= Beginning of Section =

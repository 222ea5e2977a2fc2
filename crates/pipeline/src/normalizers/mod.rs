//! Category normalizer implementations.
//!
//! - `WeightedStoreNormalizer`: running-average merge over an external mapping store
//! - `StaticTableNormalizer`: fixed case-insensitive lookup, every hit weighted 1.0

pub mod static_table;
pub mod weighted_store;

pub use static_table::{StaticTableNormalizer, DEFAULT_CATEGORY_TABLE};
pub use weighted_store::{merge_running_average, rescale_min_max, WeightedStoreNormalizer};
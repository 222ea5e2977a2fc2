//! Fixed lookup table normalizer.
//!
//! Each raw category maps to at most one ad category. Every mapped ad
//! category gets weight 1.0; unmapped categories are dropped.

use std::collections::HashMap;

use async_trait::async_trait;
use data_loader::CategoryWeights;
use sources::StoreError;
use tracing::debug;

use crate::traits::CategoryNormalizer;

/// Genre -> ad category table used by `StaticTableNormalizer::default()`
pub const DEFAULT_CATEGORY_TABLE: &[(&str, &str)] = &[
    ("action", "Sports"),
    ("adventure", "Travel"),
    ("animation", "Toys"),
    ("children", "Toys"),
    ("comedy", "Entertainment"),
    ("crime", "Security"),
    ("documentary", "Education"),
    ("drama", "Books"),
    ("fantasy", "Games"),
    ("horror", "Games"),
    ("musical", "Music"),
    ("mystery", "Books"),
    ("romance", "Fashion"),
    ("sci-fi", "Technology"),
    ("thriller", "Security"),
    ("war", "Outdoors"),
    ("western", "Outdoors"),
];

/// Case-insensitive static category table
#[derive(Debug, Clone)]
pub struct StaticTableNormalizer {
    /// Keys are lowercased raw categories
    table: HashMap<String, String>,
}

impl StaticTableNormalizer {
    /// Build a normalizer from `(raw category, ad category)` pairs
    pub fn new<K, V>(table: impl IntoIterator<Item = (K, V)>) -> Self
    where
        K: AsRef<str>,
        V: Into<String>,
    {
        Self {
            table: table
                .into_iter()
                .map(|(raw, ad)| (raw.as_ref().trim().to_lowercase(), ad.into()))
                .collect(),
        }
    }

    /// Ad category for one raw category, if mapped
    pub fn lookup(&self, raw_category: &str) -> Option<&str> {
        self.table
            .get(&raw_category.trim().to_lowercase())
            .map(String::as_str)
    }

    /// Synchronous core of `normalize`
    pub fn normalize_categories(&self, raw_categories: &[String]) -> CategoryWeights {
        let mut weights = CategoryWeights::new();
        for raw in raw_categories {
            if raw.trim().is_empty() {
                debug!("Skipping blank category");
                continue;
            }
            match self.lookup(raw) {
                Some(ad_category) => {
                    weights.insert(ad_category.to_string(), 1.0);
                }
                None => debug!("No static mapping for category {}", raw),
            }
        }
        weights
    }
}

impl Default for StaticTableNormalizer {
    fn default() -> Self {
        Self::new(DEFAULT_CATEGORY_TABLE.iter().copied())
    }
}

#[async_trait]
impl CategoryNormalizer for StaticTableNormalizer {
    fn name(&self) -> &str {
        "StaticTableNormalizer"
    }

    async fn normalize(&self, raw_categories: &[String]) -> Result<CategoryWeights, StoreError> {
        Ok(self.normalize_categories(raw_categories))
    }
}

#[cfg(test)]
mod tests {
    use super::*;

    fn raw(categories: &[&str]) -> Vec<String> {
        categories.iter().map(|c| c.to_string()).collect()
    }

    #[test]
    fn test_mapped_categories_get_full_weight() {
        let normalizer = StaticTableNormalizer::default();
        let weights = normalizer.normalize_categories(&raw(&["Action", "Adventure"]));

        assert_eq!(weights.len(), 2);
        assert_eq!(weights.get("Sports"), Some(&1.0));
        assert_eq!(weights.get("Travel"), Some(&1.0));
    }

    #[test]
    fn test_lookup_is_case_insensitive() {
        let normalizer = StaticTableNormalizer::default();
        assert_eq!(normalizer.lookup("ACTION"), Some("Sports"));
        assert_eq!(normalizer.lookup(" sci-fi "), Some("Technology"));
    }

    #[test]
    fn test_duplicates_collapse_and_unknown_dropped() {
        let normalizer = StaticTableNormalizer::default();
        let weights =
            normalizer.normalize_categories(&raw(&["Action", "action", "Noir", "", "Crime", "Thriller"]));

        assert_eq!(weights.len(), 2);
        assert!(weights.contains_key("Sports"));
        assert!(weights.contains_key("Security"));
    }

    #[test]
    fn test_custom_table() {
        let normalizer = StaticTableNormalizer::new([("Cooking", "Food")]);
        let weights = normalizer.normalize_categories(&raw(&["cooking", "Action"]));
        assert_eq!(weights, CategoryWeights::from([("Food".to_string(), 1.0)]));
    }

    #[tokio::test]
    async fn test_empty_input() {
        let normalizer = StaticTableNormalizer::default();
        assert!(normalizer.normalize(&[]).await.unwrap().is_empty());
    }
}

= End of Section =

#### [Work task]
Take from the entries every line that has the string "WeightedStoreNormalizer".

#### [Answer to the exercise]
//! - `WeightedStoreNormalizer`: running-average merge over an external mapping store
pub use weighted_store::{merge_running_average, rescale_min_max, WeightedStoreNormalizer};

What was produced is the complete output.